Day time - halfpipes and frontside indys

Night time - Beards and booze

Snowboarding Avoriaz 2002

For a number of reasons, young, wealthy and good looking English folk decide to leave their home island to spend time out in the mountains over the coldest period of the year. This may seem ridiculous to some, going from a cold place to a ridiculously cold place, but to others it is a great idea. Lets face it, most of the Sidcup crew, and probably our readers too, enjoy copious amounts of skateboarding, going fast in general, drinking booze, smoking blunts, and of course sexual intercourse. You can do all these over in the Alps, and the only place you can skate in London over the winter is Playstation, which is often dripping with condensation and exhaust slime. Think also about the added attraction of flying around on a snowboard jumping off everything in sight as fast as possible, coupled with not having to work (unless you're a mug), the bonus sun tan, young and foolish rich girls, and booze at half price, you can see why it makes so much sense!


The hawky shot


G and the Posh Rapper

Ram Shady preparations



Recently, the popularity of doing a winter season has spiraled out of control with year off students poncing beer off each other in mountain bars all over the European and American mountain ranges, dickheads in snowparks trying to do misty flips before they can do a backside air, and even stupid TV programmes about posh seasonaires.
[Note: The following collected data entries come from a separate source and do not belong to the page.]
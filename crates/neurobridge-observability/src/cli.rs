// Copyright 2025 Neuraville Inc.
// SPDX-License-Identifier: Apache-2.0

//! CLI argument parsing for per-crate debug flags
//!
//! Supports flags like `--debug-neurobridge-neuron` to raise one crate's log
//! level, and `--debug-all`.

use std::collections::BTreeSet;
use std::env;

use crate::{crate_target, KNOWN_CRATES};

/// Per-crate debug switches
#[derive(Debug, Clone, Default)]
pub struct CrateDebugFlags {
    pub enabled_crates: BTreeSet<String>,
}

impl CrateDebugFlags {
    /// Parse debug flags from command-line arguments
    ///
    /// Looks for arguments matching `--debug-{crate-name}`; `--debug-all`
    /// enables every known crate.
    pub fn from_args<I>(args: I) -> Self
    where
        I: IntoIterator<Item = String>,
    {
        let mut enabled_crates = BTreeSet::new();
        let mut debug_all = false;

        for arg in args {
            if arg == "--debug-all" {
                debug_all = true;
                continue;
            }

            if let Some(crate_name) = arg.strip_prefix("--debug-") {
                enabled_crates.insert(crate_name.to_string());
            }
        }

        if debug_all {
            enabled_crates.extend(KNOWN_CRATES.iter().map(|c| c.to_string()));
        }

        CrateDebugFlags { enabled_crates }
    }

    pub fn is_enabled(&self, crate_name: &str) -> bool {
        self.enabled_crates.contains(crate_name)
    }

    pub fn any_enabled(&self) -> bool {
        !self.enabled_crates.is_empty()
    }

    /// `DEBUG` if enabled for the crate, `INFO` otherwise.
    pub fn log_level(&self, crate_name: &str) -> tracing::Level {
        if self.is_enabled(crate_name) {
            tracing::Level::DEBUG
        } else {
            tracing::Level::INFO
        }
    }

    /// Filter directive string for `EnvFilter`.
    ///
    /// Format: `"neurobridge_neuron=debug,info"`, or just the default level
    /// when no crate is enabled.
    pub fn to_filter_string(&self, default_level: &str) -> String {
        let mut filters: Vec<String> = self
            .enabled_crates
            .iter()
            .map(|crate_name| format!("{}=debug", crate_target(crate_name)))
            .collect();
        filters.push(default_level.to_string());
        filters.join(",")
    }
}

/// Parse debug flags from the process arguments and `NEUROBRIDGE_DEBUG`
///
/// Environment variable format: comma-separated crate names, or `all`.
pub fn parse_debug_flags() -> CrateDebugFlags {
    let mut flags = CrateDebugFlags::from_args(env::args());

    if let Ok(env_var) = env::var("NEUROBRIDGE_DEBUG") {
        if env_var == "all" {
            flags
                .enabled_crates
                .extend(KNOWN_CRATES.iter().map(|c| c.to_string()));
        } else {
            for crate_name in env_var.split(',') {
                let crate_name = crate_name.trim();
                if !crate_name.is_empty() {
                    flags.enabled_crates.insert(crate_name.to_string());
                }
            }
        }
    }

    flags
}

/// Help text for debug flags
pub fn debug_flags_help() -> String {
    format!(
        r#"Debug Flags:
  --debug-all                    Enable debug logging for all crates
  --debug-{{crate-name}}          Enable debug logging for specific crate

Available crates:
  {}

Environment Variable:
  NEUROBRIDGE_DEBUG={{crate-name}}[,{{crate-name}}]  Enable debug for crates (comma-separated)
  NEUROBRIDGE_DEBUG=all                             Enable debug for all crates
"#,
        KNOWN_CRATES.join(", ")
    )
}

#[cfg(test)]
mod tests {
    use super::*;

    #[test]
    fn test_single_crate_flag() {
        let flags = CrateDebugFlags::from_args(vec!["--debug-neurobridge-neuron".to_string()]);
        assert!(flags.is_enabled("neurobridge-neuron"));
        assert!(!flags.is_enabled("neurobridge-nest"));
    }

    #[test]
    fn test_debug_all() {
        let flags = CrateDebugFlags::from_args(vec!["--debug-all".to_string()]);
        for crate_name in KNOWN_CRATES {
            assert!(flags.is_enabled(crate_name), "{} should be enabled", crate_name);
        }
    }

    #[test]
    fn test_filter_string_uses_tracing_targets() {
        let flags = CrateDebugFlags::from_args(vec!["--debug-neurobridge-nest".to_string()]);
        assert_eq!(flags.to_filter_string("warn"), "neurobridge_nest=debug,warn");
    }

    #[test]
    fn test_filter_string_without_flags() {
        let flags = CrateDebugFlags::default();
        assert!(!flags.any_enabled());
        assert_eq!(flags.to_filter_string("info"), "info");
    }

    #[test]
    fn test_log_level() {
        let flags = CrateDebugFlags::from_args(vec!["--debug-neurobridge-neuron".to_string()]);
        assert_eq!(flags.log_level("neurobridge-neuron"), tracing::Level::DEBUG);
        assert_eq!(flags.log_level("neurobridge-nest"), tracing::Level::INFO);
    }
}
Back in '93 when I was in Grenoble this was not a problem, it was me and the French skaters on freestyle snowboards, leaving the rest of the billy bunters (punters) to wear Oxbow and ride hard-boot alpine carving boards, mono-skis and skwals. So how do you tell the wood from the trees? Who's cool and who's fool out there in the hills, now that everyone wears snowboard stuff and looks like a skater? Well, my first proper season in Avoriaz in '95 taught me a lot. The legendary crew of Rhys Crabtree, Sasha Hamm, Mark Kent, Graham Curtin, Mark Munson, Jamie Mason & Rich Kirby with the "Bulldogs" crew taught me the ways of the wise. I found the best way is to go as fast as possible and jump off everything (and land it) whilst snowboarding during the day, and drink as much booze as possible at night, grabbing a blunt or two on the way for good measure. Sure, everyone makes mistakes, I took a load of slams, had 16 stitches in my face in total, became an alcoholic for a while, and was ceremoniously "de-bagged" (removed of my trousers and pants) outside 'discotheque opera rock' in Morzine High Street after doing a "chuck and run" on red wine in the dog pound (bulldogs house), but hey! That's the way we play it.



Champagne Charlies

Caged Animals

Guy Miller aka J-U-ICE

Feeding time at the zoo

Elmo and his trademark monkey flip


So what has this got to do with all this story, I hear you ask? Well I am not going to tell you who's cool and who's fool in these pictures, that's for you to decide. There were a lot of Sidcup affiliated crew in the place over various periods: Prawny Naylor and Pea Horse, Mr Weller, Kenty K, Tim the Posh Rapper (the sire from the Shires), Paul Moore, Jamie Mason (with bird), Mark Munson (not with bird), Rich Kirby & N21 massive, Tom Van Bo (Cockfo' massive), Ramraid, the lovely Spam, Boney G and Tats, little Emma from Gravesend, J-U-Ice, and various other hawks who I'm sorry I've forgotten. We had a lot of fun getting real "extreme" out there, Ram even became Ram Shady with his radical snow-surfing attitude and broke a window (ooooh!), the Spam and posh rapper celebrated their birthdays by CD mixing it up in the Cavern, and Greener was the Greener. During the day I led the crew all over the mountains in my beacon-like Rossignol outfit (until I sprained both my ankles & couldn't walk for a week), whilst at night Van Bo was captain of the wobbly booze ship, leaving others trembling in its wake.

If this story made enough sense to have a moral, it would be land your jumps, grab your grabs, don't grab your no-grabs, tweak your indy's (Naylor), drink your beer and smoke your rear tyres.

Big up to all real snowboarders and skaters, actually fuck that, big up all boozers! See you at the bar!